Parallel three-dimensional free-space optical interconnection for an optoelectronic processor

A hybrid scalable optoelectronic crossbar switching system that uses global parallel free-space optical interconnects and three-dimensional (3D) VLSI chip stacks is presented. The system includes three 3D chip stacks with each consisting of 16 VLSI chips. A single 16 x 16 VCSEL/MSM detector array is flip-chip bonded on top of the chip stack. Each chip supports 16 optical I/Os at 1 Gb/s. For the free-space optical interconnection between the chip stacks, a novel folded hybrid micro/macro optical system with a concave reflection mirror has been designed. The optics module can provide a high resolution, large field of view, high link efficiency, and low optical crosstalk. It is also symmetric and modular. Off-the-shelf macro-optical components are used.

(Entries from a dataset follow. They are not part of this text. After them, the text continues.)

// ── Supervisor ────────────────────────────────────────────────────────────────

impl Inner {
    fn set_state(&self, state: ConnectionState) {
        *self.state.write() = state;
    }

    async fn supervise(self: Arc<Self>, cancel: CancellationToken) {
        let mut attempt = 0u32;

        loop {
            let outcome = self.run_connection(&cancel).await;

            match outcome {
                Ok(SessionEnd::Stopped) => break,
                Ok(SessionEnd::Closed {
                    error,
                    allow_reconnect: false,
                }) => {
                    warn!(?error, "hub closed the connection and disallowed reconnect");
                    break;
                }
                Ok(end) => {
                    info!(?end, "realtime connection ended");
                    // The connection was established, so retries start over.
                    attempt = 0;
                }
                Err(e) => warn!(attempt, error = %e, "realtime connection attempt failed"),
            }

            if cancel.is_cancelled() {
                break;
            }

            attempt = attempt.saturating_add(1);
            let Some(delay) = self.policy.next_delay(attempt) else {
                error!(attempt, "giving up on the realtime connection");
                break;
            };

            self.set_state(ConnectionState::Reconnecting);
            warn!(attempt, delay_ms = delay.as_millis() as u64, "reconnecting to realtime hub");

            tokio::select! {
                () = time::sleep(delay) => {}
                () = cancel.cancelled() => break,
            }
        }

        // Cleared under the supervisor lock so a concurrent start_connection
        // sees either the old supervisor or a clean Disconnected state.
        let mut supervisor = self.supervisor.lock();
        self.set_state(ConnectionState::Disconnected);
        *supervisor = None;
        info!("realtime connection stopped");
    }

    /// Opens one connection and runs its read loop until it ends.
    ///
    /// Errors are returned only for failures before the connection was
    /// established; a drop afterwards is reported as [`SessionEnd::Lost`].
    async fn run_connection(&self, cancel: &CancellationToken) -> Result<SessionEnd, RealtimeError> {
        let opened = tokio::select! {
            r = transport::open(&self.http, &self.config) => r,
            () = cancel.cancelled() => return Ok(SessionEnd::Stopped),
        };
        let (socket, reader) = opened?;

        self.set_state(ConnectionState::Connected);
        Ok(self.read_loop(socket, reader, cancel).await)
    }

    async fn read_loop(
        &self,
        socket: HubSocket,
        mut reader: HubFrameReader,
        cancel: &CancellationToken,
    ) -> SessionEnd {
        let (mut write, mut read) = socket.split();
        let keepalive_every = self.config.keepalive_interval;
        let mut keepalive = time::interval_at(Instant::now() + keepalive_every, keepalive_every);
        let mut last_received = Instant::now();

        loop {
            // Records may already be buffered (e.g. sent right after the handshake).
            while let Some(record) = reader.next_message() {
                if let Some(end) = self.handle_message(record) {
                    if matches!(end, SessionEnd::Closed { .. }) {
                        let _ = write.send(Message::Close(None)).await;
                    }
                    return end;
                }
            }

            let deadline = last_received + self.config.server_timeout;

            tokio::select! {
                () = cancel.cancelled() => {
                    if let Err(e) = write.send(Message::Close(None)).await {
                        debug!("failed to send close frame: {e}");
                    }
                    return SessionEnd::Stopped;
                }

                _ = keepalive.tick() => {
                    match encode_message(&HubMessage::Ping) {
                        Ok(ping) => {
                            if let Err(e) = write.send(Message::Text(ping)).await {
                                warn!("failed to send keepalive: {e}");
                                return SessionEnd::Lost;
                            }
                        }
                        Err(e) => error!("failed to encode keepalive: {e}"),
                    }
                }

                () = time::sleep_until(deadline) => {
                    warn!(timeout = ?self.config.server_timeout, "no message from hub; dropping connection");
                    return SessionEnd::Lost;
                }

                frame = read.next() => match frame {
                    Some(Ok(Message::Text(text))) => {
                        last_received = Instant::now();
                        reader.feed(&text);
                    }
                    Some(Ok(Message::Ping(data))) => {
                        last_received = Instant::now();
                        let _ = write.send(Message::Pong(data)).await;
                    }
                    Some(Ok(Message::Close(frame))) => {
                        debug!(?frame, "hub closed the WebSocket");
                        return SessionEnd::Lost;
                    }
                    Some(Ok(_)) => last_received = Instant::now(),
                    Some(Err(e)) => {
                        warn!("realtime read error: {e}");
                        return SessionEnd::Lost;
                    }
                    None => {
                        debug!("realtime stream ended");
                        return SessionEnd::Lost;
                    }
                },
            }
        }
    }

    /// Applies one decoded record.  Returns `Some` when it ends the session.
    fn handle_message(&self, message: Result<HubMessage, HubProtocolError>) -> Option<SessionEnd> {
        match message {
            Ok(HubMessage::Invocation {
                target, arguments, ..
            }) => {
                match RealtimeEvent::decode(&target, &arguments) {
                    Ok(event) => {
                        let called = self.handlers.dispatch(&event);
                        debug!(kind = %event.kind(), handlers = called, "realtime event dispatched");
                    }
                    Err(e) => warn!("skipping realtime invocation: {e}"),
                }
                None
            }
            Ok(HubMessage::Ping) => {
                debug!("hub ping");
                None
            }
            Ok(HubMessage::Close {
                error,
                allow_reconnect,
            }) => Some(SessionEnd::Closed {
                error,
                allow_reconnect,
            }),
            Ok(HubMessage::Other(kind)) => {
                debug!(message_type = kind, "ignoring hub message");
                None
            }
            Err(e) => {
                warn!("skipping malformed hub record: {e}");
                None
            }
        }
    }
}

The concave reflection minor can significantly improve the image quality and tolerate a large misalignment of the optical components. Scaling of the macrolens can be used to adjust the interconnection length between the chip stacks. The optical system is analyzed based on ray-tracing and scalar diffraction theory. The impact of Ghost talk on high-speed optical interconnection is studied. For system packaging, only passive alignment is required. Optics and electronics are separated until final assembly step, and the optomechanic module can be removed and replaced. By using 3D chip stacks, commercially available optical components and simple passive packaging techniques, it is possible to achieve a high-performance optoelectronic switching system.